## Your task
Search the material below for the string "usize" and copy each line where it appears.

· · · · ·

// File: ./src/suggest.rs
//! Autocomplete while editing item text: `#tag` and `[[note` triggers.
use regex::Regex;
use std::collections::BTreeSet;
use std::fs;
use std::path::{Path, PathBuf};
use std::sync::OnceLock;

fn tag_trigger() -> &'static Regex {
    static RE: OnceLock<Regex> = OnceLock::new();
    RE.get_or_init(|| Regex::new(r"#([^\s#\[\]]*)$").expect("static regex is valid"))
}

fn link_trigger() -> &'static Regex {
    static RE: OnceLock<Regex> = OnceLock::new();
    RE.get_or_init(|| Regex::new(r"\[\[([^\]]*)$").expect("static regex is valid"))
}

fn tag_in_text() -> &'static Regex {
    static RE: OnceLock<Regex> = OnceLock::new();
    RE.get_or_init(|| Regex::new(r"(?:^|\s)(#[\w/\-]+)").expect("static regex is valid"))
}

/// A note (or other resource) that can be linked with `[[...]]`.
#[derive(Debug, Clone, PartialEq, Eq, PartialOrd, Ord)]
pub struct ResourceRef {
    pub path: String,
    pub basename: String,
}

/// Whatever knows about notes and tags. Only autocomplete uses it.
pub trait ResourceLookup {
    /// Candidates matching a partial link target.
    fn resolve_resource_refs(&self, query: &str) -> Vec<ResourceRef>;
    fn list_all_tags(&self) -> BTreeSet<String>;
}

#[derive(Debug, Clone, PartialEq, Eq)]
pub enum Suggestion {
    Tag(String),
    Resource(ResourceRef),
}

impl Suggestion {
    pub fn label(&self) -> &str {
        match self {
            Suggestion::Tag(t) => t,
            Suggestion::Resource(r) => &r.basename,
        }
    }
}

fn floor_char_boundary(text: &str, mut idx: usize) -> usize {
    idx = idx.min(text.len());
    while !text.is_char_boundary(idx) {
        idx -= 1;
    }
    idx
}

/// Suggestions for the text left of the cursor.
pub fn suggestions(text_before_cursor: &str, lookup: &dyn ResourceLookup) -> Vec<Suggestion> {
    if let Some(caps) = tag_trigger().captures(text_before_cursor) {
        let query = caps.get(1).map_or("", |m| m.as_str()).to_lowercase();
        return lookup
            .list_all_tags()
            .into_iter()
            .filter(|tag| tag.to_lowercase().contains(&query))
            .map(|tag| {
                if tag.starts_with('#') {
                    tag
                } else {
                    format!("#{}", tag)
                }
            })
            .map(Suggestion::Tag)
            .collect();
    }

    if let Some(caps) = link_trigger().captures(text_before_cursor) {
        let query = caps.get(1).map_or("", |m| m.as_str());
        return lookup
            .resolve_resource_refs(query)
            .into_iter()
            .map(Suggestion::Resource)
            .collect();
    }

    Vec::new()
}

/// Replaces the trigger before `cursor` with the chosen suggestion.
/// Returns the new text and the cursor position right after the insertion.
pub fn apply_suggestion(text: &str, cursor: usize, suggestion: &Suggestion) -> (String, usize) {
    let cursor = floor_char_boundary(text, cursor);
    let (before, after) = text.split_at(cursor);

    let (re, insert) = match suggestion {
        Suggestion::Tag(tag) => (tag_trigger(), tag.clone()),
        Suggestion::Resource(r) => (link_trigger(), format!("[[{}]]", r.basename)),
    };

    let new_before = match re.find(before) {
        Some(m) => format!("{}{}", &before[..m.start()], insert),
        None => format!("{}{}", before, insert),
    };
    let new_cursor = new_before.len();
    (format!("{}{}", new_before, after), new_cursor)
}

// --- Directory-backed lookup ---

/// Notes and tags found under a directory of Markdown files.
#[derive(Debug, Clone, Default)]
pub struct VaultIndex {
    notes: Vec<ResourceRef>,
    tags: BTreeSet<String>,
}

impl VaultIndex {
    pub fn scan(root: &Path) -> anyhow::Result<Self> {
        let mut index = Self::default();
        let mut pending: Vec<PathBuf> = vec![root.to_path_buf()];

        while let Some(dir) = pending.pop() {
            for entry in fs::read_dir(&dir)? {
                let path = entry?.path();
                if path.is_dir() {
                    // Hidden folders (.git, .obsidian) hold no notes.
                    if !path
                        .file_name()
                        .is_some_and(|n| n.to_string_lossy().starts_with('.'))
                    {
                        pending.push(path);
                    }
                    continue;
                }
                if path.extension().is_none_or(|e| e != "md") {
                    continue;
                }
                index.add_note(root, &path);
            }
        }
        index.notes.sort();
        log::debug!(
            "Indexed {} note(s) and {} tag(s) under {:?}",
            index.notes.len(),
            index.tags.len(),
            root
        );
        Ok(index)
    }

    fn add_note(&mut self, root: &Path, path: &Path) {
        let rel = path.strip_prefix(root).unwrap_or(path);
        let basename = path
            .file_stem()
            .map(|s| s.to_string_lossy().to_string())
            .unwrap_or_default();
        self.notes.push(ResourceRef {
            path: rel.to_string_lossy().replace('\\', "/"),
            basename,
        });

        match fs::read_to_string(path) {
            Ok(content) => {
                for caps in tag_in_text().captures_iter(&content) {
                    if let Some(m) = caps.get(1) {
                        self.tags.insert(m.as_str().to_string());
                    }
                }
            }
            Err(e) => log::warn!("Skipping tags of {:?}: {}", path, e),
        }
    }
}

impl ResourceLookup for VaultIndex {
    fn resolve_resource_refs(&self, query: &str) -> Vec<ResourceRef> {
        let query = query.to_lowercase();
        self.notes
            .iter()
            .filter(|n| {
                n.basename.to_lowercase().contains(&query) || n.path.to_lowercase().contains(&query)
            })
            .cloned()
            .collect()
    }

    fn list_all_tags(&self) -> BTreeSet<String> {
        self.tags.clone()
    }
}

· · · · ·

## Answer
fn floor_char_boundary(text: &str, mut idx: usize) -> usize {
pub fn apply_suggestion(text: &str, cursor: usize, suggestion: &Suggestion) -> (String, usize) {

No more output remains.